At 18.15 today, the Holy Father Francis left the Vatican by car, destined for the Basilica of St. John Lateran where, at 19.00, he opened the ecclesial Convention of the Diocese of Rome, which takes as its theme this year: “Do not leave us alone! Accompanying parents in the education of teenage children”.
Before the opening discourse, at 18.30 in the Hall of the Palazzo dei Canonici, the Pope met several families of immigrants hosted by the parishes and religious institutes of the Diocese of Rome.
The following is the Holy Father’s address to those present:
Holy Father’s Address
As that priest said, “Before speaking, I’ll say a couple of words”
I want to thank Cardinal Vallini for his words and I would like to say something he was not able to say as it is a secret, but the Pope can say it. When, after the election, I was told that I had to go first to the Pauline Chapel and then on the balcony to greet the people, I immediately remembered the name of the Cardinal Vicar: “I am a bishop, there is a vicar general ...”. Immediately. I also found it reassuring. And I called him. And on the other hand, Cardinal Hummes, who was next to me during the scrutiny and said things that helped me. These two accompanied me, and from that moment I said, “On the balcony with my vicar”. There, on the balcony. Since then he has accompanied me, and I want to thank him.

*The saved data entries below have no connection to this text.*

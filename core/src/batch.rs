//! Batch processing: repeated recorder invocations with per-item isolation.
//!
//! RULE: One item's failure never touches its siblings. Each item is its
//! own atomic unit; a validation rejection or an internal fault becomes a
//! FAILED entry in the results, and processing moves on. Results keep the
//! input order.

use crate::{
    config::LedgerConfig,
    error::LedgerResult,
    event::{EventLogEntry, LedgerEvent},
    recorder::{TransactionOutcome, TransactionRecorder},
    store::LedgerStore,
    types::{AgencyId, ContractId, TransactionId, UserId},
    validation::TransactionRequest,
};
use chrono::Utc;
use serde::{Deserialize, Serialize};
use std::time::Instant;
use uuid::Uuid;

/// One batch line: the per-item fields. Agency and performer are shared
/// across the whole batch and supplied once.
#[derive(Debug, Clone, Serialize, Deserialize)]
pub struct BatchItem {
    pub contract_id: Option<ContractId>,
    pub txn_type: String,
    pub amount: f64,
    #[serde(default)]
    pub currency: Option<String>,
    #[serde(default)]
    pub description: Option<String>,
    #[serde(default)]
    pub verified_by: Option<UserId>,
}

#[derive(Debug, Clone, Copy, PartialEq, Eq, Serialize, Deserialize)]
#[serde(rename_all = "SCREAMING_SNAKE_CASE")]
pub enum ItemDisposition {
    Success,
    Failed,
}

#[derive(Debug, Clone, Serialize)]
pub struct BatchItemResult {
    pub contract_id: Option<ContractId>,
    pub transaction_id: Option<TransactionId>,
    pub reference: Option<String>,
    pub outcome: ItemDisposition,
    pub message: String,
}

#[derive(Debug, Serialize)]
pub struct BatchSummary {
    pub batch_id: String,
    pub total: usize,
    pub succeeded: usize,
    pub failed: usize,
    pub results: Vec<BatchItemResult>,
}

pub struct BatchProcessor<'a> {
    store: &'a LedgerStore,
    recorder: TransactionRecorder<'a>,
}

impl<'a> BatchProcessor<'a> {
    pub fn new(store: &'a LedgerStore, config: &'a LedgerConfig) -> Self {
        Self {
            store,
            recorder: TransactionRecorder::new(store, config),
        }
    }

    /// Process items sequentially, in order. A deadline, when given, is
    /// honored between items as well as inside each recorder call; items
    /// not attempted before expiry come back FAILED.
    pub fn process(
        &self,
        items: &[BatchItem],
        agency_id: AgencyId,
        performed_by: UserId,
        deadline: Option<Instant>,
    ) -> LedgerResult<BatchSummary> {
        let batch_id = Uuid::new_v4().to_string();
        let mut results = Vec::with_capacity(items.len());
        let mut succeeded = 0usize;
        let mut failed = 0usize;

        for (index, item) in items.iter().enumerate() {
            let req = TransactionRequest {
                contract_id: item.contract_id,
                txn_type: item.txn_type.clone(),
                amount: item.amount,
                agency_id: Some(agency_id),
                performed_by: Some(performed_by),
                verified_by: item.verified_by,
                description: item.description.clone(),
                currency: item.currency.clone(),
            };

            let result = match self.recorder.record_by(&req, deadline) {
                Ok(TransactionOutcome::Recorded {
                    transaction_id,
                    reference,
                    ..
                }) => {
                    succeeded += 1;
                    BatchItemResult {
                        contract_id: item.contract_id,
                        transaction_id: Some(transaction_id),
                        reference: Some(reference.clone()),
                        outcome: ItemDisposition::Success,
                        message: format!("Transaction recorded under {reference}"),
                    }
                }
                Ok(TransactionOutcome::Rejected(rejection)) => {
                    failed += 1;
                    BatchItemResult {
                        contract_id: item.contract_id,
                        transaction_id: None,
                        reference: None,
                        outcome: ItemDisposition::Failed,
                        message: rejection.to_string(),
                    }
                }
                // Internal faults stay inside the batch: the item failed,
                // its siblings still get their turn.
                Err(fault) => {
                    log::warn!("batch {batch_id} item {index} faulted: {fault}");
                    failed += 1;
                    BatchItemResult {
                        contract_id: item.contract_id,
                        transaction_id: None,
                        reference: None,
                        outcome: ItemDisposition::Failed,
                        message: format!("Internal error: {fault}"),
                    }
                }
            };
            results.push(result);
        }

        let summary = BatchSummary {
            batch_id: batch_id.clone(),
            total: items.len(),
            succeeded,
            failed,
            results,
        };

        let event = LedgerEvent::BatchCompleted {
            batch_id,
            total: summary.total,
            succeeded,
            failed,
        };
        self.store.db().append_event(&EventLogEntry {
            id: None,
            component: "batch".to_string(),
            event_type: event.type_name().to_string(),
            payload: serde_json::to_string(&event)?,
            created_at: Utc::now().format("%Y-%m-%d %H:%M:%S").to_string(),
        })?;

        log::info!(
            "batch {}: {} items, {succeeded} succeeded, {failed} failed",
            summary.batch_id,
            summary.total
        );
        Ok(summary)
    }
}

He has so many virtues and also a sense of objectivity that has helped me many times, because sometimes I “fly off” and he has brought me back to earth with such charity ... Thank you, Eminence, for your company. But Cardinal Vallini does not retire, because he belongs to six Congregations and will continue to work, and it is better so, for a Neapolitan without work would be a calamity in the diocese ... [laughter and applause] I want to thank him publicly for his Help. Thank you!
And to you all, good afternoon.
Thank you for the opportunity to be able to begin this diocesan Convention, in which you will consider a theme that is important for the life of our families: accompanying parents in the education of their teenage children.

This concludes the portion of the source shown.